Like most Central American countries, before Spanish colonisation, indigenous communities thrived for thousands of years as hunter-gatherers. Costa Rica was a transiting region between Mesoamerican and Andean cultures, with some notable periods of Aztec, Maya and Inca influence. It is thought that humans have lived in Costa Rica’s jungles and rainforest for as many as 10,000 years, however with no urbanised civilisation like the Aztecs or Mayas, and little to no cultural preservation during the time of Spanish colonisation, there is not much known about Costa Rica’s true indigenous populations.
Colonisation, independence and trade
At the time of Spanish colonisation, around 1502, it’s estimated that 400,000 people lived in what is now known as Costa Rica. Spanish explorer Christopher Columbus came across this region, and while exploring and interacting with local tribal groups he saw a great amount of gold, hence the name ‘la costa rica’ or the rich coast. It was, however, not as much as he once thought, so later settlement here was agriculture-focused. During the next century, different Spanish colonies were established on the coast to varying degrees of success. As settlements grew larger, indigenous populations dwindled due to disease and other factors. After around a century, the population had fallen to 20,000, and to 8000 a century later.

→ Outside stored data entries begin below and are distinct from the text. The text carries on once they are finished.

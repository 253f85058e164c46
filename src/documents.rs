//! Rendering of the three specinti documents.
//!
//! Each document references the previous one, so they are built strictly in
//! order: processing, then install config, then ini.
use crate::cli::SetupType;
use crate::config::RunConfig;
use crate::paths::{file_stem, InstallPaths, PROCESSING_FILE};
use crate::render::{parse_yaml, read_yaml, render, write_yaml, Binding};
use crate::resource::{GeneratedDocument, GeneratedDocuments};
use crate::templates;
use anyhow::{Context, Result};
use serde_yaml::Value;
use std::path::{Path, PathBuf};

/// Where the install-config template comes from.
#[derive(Debug, Clone)]
pub enum BaseConfig {
    Builtin(SetupType),
    File(PathBuf),
}

impl BaseConfig {
    pub fn load(&self) -> Result<Value> {
        match self {
            BaseConfig::Builtin(setup) => parse_yaml(builtin_base_config(*setup), setup.as_str()),
            BaseConfig::File(path) => {
                read_yaml(path).with_context(|| format!("load base config {}", path.display()))
            }
        }
    }
}

fn builtin_base_config(setup: SetupType) -> &'static str {
    match setup {
        SetupType::Alpy600 => templates::CONF_ALPY600_YAML,
        SetupType::Starex2400 => templates::CONF_STAREX2400_YAML,
    }
}

/// Render and persist all three documents.
pub fn build_documents(
    work_dir: &Path,
    config: &RunConfig,
    install: &InstallPaths,
    base: &BaseConfig,
) -> Result<GeneratedDocuments> {
    let processing = build_processing_document(work_dir, config)?;
    let install_config = build_install_config_document(work_dir, &processing, install, base)?;
    let ini = build_ini_document(&install_config, &processing, install)?;
    Ok(GeneratedDocuments {
        processing,
        install_config,
        ini,
    })
}

pub fn build_processing_document(work_dir: &Path, config: &RunConfig) -> Result<GeneratedDocument> {
    let template = parse_yaml(templates::PROCESSING_CONFIG_YAML, "processing template")?;
    let doc = render(&template, &config.bindings()?, "processing document")?;
    persist(&work_dir.join(PROCESSING_FILE), &doc)
}

pub fn build_install_config_document(
    work_dir: &Path,
    processing: &GeneratedDocument,
    install: &InstallPaths,
    base: &BaseConfig,
) -> Result<GeneratedDocument> {
    let template = base.load()?;
    let bindings = [
        Binding::new("WORKING_PATH", work_dir.display().to_string()),
        Binding::new("PROCESSING_FILE", processing.stem.clone()),
    ];
    let doc = render(&template, &bindings, "install config document")?;
    persist(&install.install_config_path(), &doc)
}

pub fn build_ini_document(
    install_config: &GeneratedDocument,
    processing: &GeneratedDocument,
    install: &InstallPaths,
) -> Result<GeneratedDocument> {
    let template = parse_yaml(templates::SPECINTI_INI_YAML, "ini template")?;
    let processing_path = std::path::absolute(&processing.path)
        .with_context(|| format!("resolve {}", processing.path.display()))?;
    let bindings = [
        Binding::new("SPECINTI_CONF_FILE", install_config.stem.clone()),
        Binding::new("PROCESSING_FILE_PATH", processing_path.display().to_string()),
    ];
    let doc = render(&template, &bindings, "ini document")?;
    persist(&install.ini_path(), &doc)
}

fn persist(path: &Path, doc: &Value) -> Result<GeneratedDocument> {
    write_yaml(path, doc)?;
    tracing::info!(path = %path.display(), "wrote generated document");
    Ok(GeneratedDocument {
        path: path.to_path_buf(),
        stem: file_stem(path),
    })
}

It wasn’t until 1821 that the Americas broke free of Spanish control, following the Mexican War of Independence. Costa Rica then became part of the Federal Republic of Central America in 1823, before gaining full independence in 1838. It was also in the 19th century that Costa Rica found its feet in the global coffee trade. Costa Rican coffee producers would originally export their crop to larger South American neighbours, who would, in turn, re-export to Europe. After catching on, they started to export the beans themselves and by the end of the century, coffee crops accounted for nearly 90% of Costa Rica’s exports and 80% of its foreign income. Not only was coffee production an indicator of wealth in Costa Rica, it was also a powerful political tool and prompted the emergence of other industries, including the banana trade, which surpassed coffee exports in the early 20th century.
After 1869, Costa Rica established a democratic government and has largely remained an effective social democracy without radical tendencies for many decades. One notable exception was a Civil War in 1948, prompted by business and military groups clashing with a movement by President Rafael Calderon to protect the rights of the working class and the poor. Peace was restored after only a couple of months, but not without casualties. In the aftermath, the Costa Rican government drafted a new constitution, in which one major move was to abolish the military forces of the country – an edict that remains to this day.
Costa Rica’s economy relies on eco-tourism, and the country has championed the idea that ‘rich coast’ refers not to resources dug from the ground, but rather to the natural wonders above ground! Economic struggles still exist, with underemployment, poverty, foreign trade and debt ongoing issues for the government. However, the easygoing attitude of Ticans comes from a love of their country and history, and pride that their democracy has endured in a conflict-ridden region.